Mohon tunggu...
Petrus Pit Duka Karwayu
Petrus Pit Duka Karwayu Mohon Tunggu... Lainnya - Penulis Jalanan

Jika kamu tidak bisa membuat orang lain kagum dengan kepintaranmu, maka paling tidak kamu dapat membuat mereka bingung dengan kebodohanmu.

Selanjutnya

Tutup

Humaniora

Harapan!

26 April 2021   20:50 Diperbarui: 26 April 2021   21:04 117
+
Laporkan Konten
Laporkan Akun
Kompasiana adalah platform blog. Konten ini menjadi tanggung jawab bloger dan tidak mewakili pandangan redaksi Kompas.
Lihat foto
https://www.sightline.org/

Prapaskah, dengan seruan untuk bertobat, bisa terasa lama. Tapi selama berbulan-bulan rasanya seperti Prapaskah dimulai pada Rabu Abu 2020. Itu terjadi pada 26 Februari, dan pada 11 Maret saat Organisasi Kesehatan Dunia menyatakan Covid-19 sebagai pandemi--- Dan berlangsung berlarut-larut selama lebih dari 400 hari hingga Paskah 2021. "Tahun lalu kita lebih terkejut", kenang Paus Fransiskus, tetapi "tahun ini kita berusaha lebih keras"

Jadi jika kita melihat kembali masa Prapaskah yang 400+ hari, bagaimana kita bisa membayangkan Paskah yang proporsional? Bukankah Paskah ini seharusnya sepuluh kali "panjang dan lebar, tinggi dan dalam" (Ef. 3:18) dari Paskah biasa? Seperti yang ditegaskan Paus Fransiskus, "Setelah krisis seseorang tidaklah sama. Kita bisa keluar dari sana dengan lebih baik atau lebih buruk. Ini adalah pilihan". "Pesan Paskah tidak memberi kita fatamorgana", kata paus. "Pandemi masih menyebar, sementara krisis sosial dan ekonomi tetap parah, terutama bagi masyarakat miskin".

Memang, kita tidak bisa tidak merasa bingung dan putus asa, tidak hanya oleh Covid-19 tetapi bahkan lebih karena masalah ekonomi, kesehatan, politik dan lingkungan, ketidakadilan yang berkepanjangan, yang terus terungkap dan diperbesar. "Normal" yang menyedihkan dan memalukan yang kita warisi sebelum Covid adalah ketidakmampuan sebagai komunitas global untuk memastikan distribusi vaksin secara adil.

Tedros Adhanom Ghebreyesus, Direktur Jenderal Organisasi Kesehatan Dunia, men-tweet gaungnya tentang pesan Paskah Urbi et Orbi: "Saya bergabung dengan Yang Mulia (Paus Fransiskus) dalam seruan Minggu Paskah untuk #VaccinEquity dan mendorong negara-negara yang memiliki akses persediaan vaksin tidak melupakan tetangga mereka yang kurang beruntung. Solidaritas!"

Tapi sungguh, "kembali normal" bukanlah jalan yang benar yang kita lihat selama enam belas bulan terakhir. Beberapa tembok di kota-kota membawa coretan: "Mari kita jangan kembali normal karena masalahnya adalah normal". Tidak boleh ada nostalgia untuk kembali ke eksistensi kita sebelum Covid dengan desahan lega bahwa Prapaskah panjang akhirnya berakhir.
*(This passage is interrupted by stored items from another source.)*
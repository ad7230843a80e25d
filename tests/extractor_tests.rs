use repogauge::scraper::extract_stats;
use repogauge::Error;

#[test]
fn extracts_all_counters_from_fixture_pages() {
    let repo_page = include_str!("fixtures/repo_page.html");
    let counts_page = include_str!("fixtures/branch_and_tag_count.html");

    let stats = extract_stats(repo_page, counts_page).unwrap();

    assert_eq!(stats.commits, 12_847);
    assert_eq!(stats.branches, 23);
    assert_eq!(stats.tags, 58);
    assert_eq!(stats.releases, 58);
    assert_eq!(stats.contributors, 214);
}

#[test]
fn extracts_language_breakdown_in_page_order() {
    let repo_page = include_str!("fixtures/repo_page.html");
    let counts_page = include_str!("fixtures/branch_and_tag_count.html");

    let stats = extract_stats(repo_page, counts_page).unwrap();

    let breakdown: Vec<(&str, f64)> = stats
        .languages
        .iter()
        .map(|l| (l.name.as_str(), l.percent))
        .collect();

    assert_eq!(
        breakdown,
        vec![
            ("Rust", 87.3),
            ("C++", 8.9),
            ("Objective-C", 2.4),
            ("Shell", 1.4),
        ]
    );
}

#[test]
fn counters_outside_the_main_container_are_ignored() {
    // The footer advertises "99 reasons ..." but only <main> is scanned.
    let page = r#"
    <html><body>
      <main><a>7 commits</a></main>
      <footer>99 commits of pure marketing</footer>
    </body></html>"#;
    let counts = "<span>1 branch</span><span>2 tags</span>";

    let stats = extract_stats(page, counts).unwrap();
    assert_eq!(stats.commits, 7);
}

#[test]
fn changed_markup_fails_loudly() {
    // GitHub reshuffles the page: counters gone. The extractor must reject
    // the page rather than hand back zeros.
    let stripped = "<html><main><p>Welcome to the new repository view!</p></main></html>";
    let counts = "<div>nothing countable</div>";

    let err = extract_stats(stripped, counts).unwrap_err();
    assert!(matches!(err, Error::HtmlExtractionIncomplete { found: 2 }));
}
Di Dikasteri Vatikan, untuk bagian migran, pengungsi, dan orang rentan lainnya, dua langkah pertama yang selalu ditekankan adalah menyambut mereka yang mendekati kita dalam kondisi terancam dan melindungi mereka dari bahaya lebih lanjut.

Pandemi memperluas kebutuhan akan sambutan dan perlindungan. Namun begitu banyak negara dan komunitas telah mengurangi penyambutan, dan mereka gagal melindungi banyak orang di dalam populasi penduduk.

Misalnya, pekerja restoran, hotel, kapal pesiar, tujuan wisata, hiburan, tiba-tiba melarat dan dibiarkan mengurus diri sendiri. Mereka yang tinggal dalam kondisi padat dan daerah miskin menghadapi peningkatan kerentanan terhadap infeksi Covid-19. Kita melihat kondisi yang mengejutkan di banyak fasilitas perawatan jangka panjang untuk orang tua dan menyaksikan tingginya angka kematian di sana. Pekerja migran menghadapi pembatasan yang membuat mereka tidak mungkin mencapai tempat kerja, dan kemudian tidak dapat kembali ke rumah karena kekurangan uang.

Selain itu, pengungsian di dalam negara dan lintas batas belum dihentikan oleh pandemi. Sayangnya, di antara mereka yang terpaksa meninggalkan tanah air karena berbagai alasan, selalu ada puluhan anak dan remaja sendirian, tanpa keluarga. Bapa Suci meminta, "Marilah kita memastikan bahwa makhluk yang rapuh dan tidak berdaya ini tidak kekurangan perawatan" (07/02/21).

Ancaman global lain yang tidak dapat dihentikan oleh pandemi adalah perubahan iklim. Timbulnya Covid-19 tiba-tiba dan spesifik mengakibatkan perubahan iklim yang dimulai dari jalur modernnya dengan revolusi industri. Terlepas dari perbedaan tersebut, mereka menggabungkan relevansi etika, sosial, ekonomi, politik dan global; memengaruhi semua orang di bumi, dan terutama kehidupan yang paling miskin dan paling rapuh.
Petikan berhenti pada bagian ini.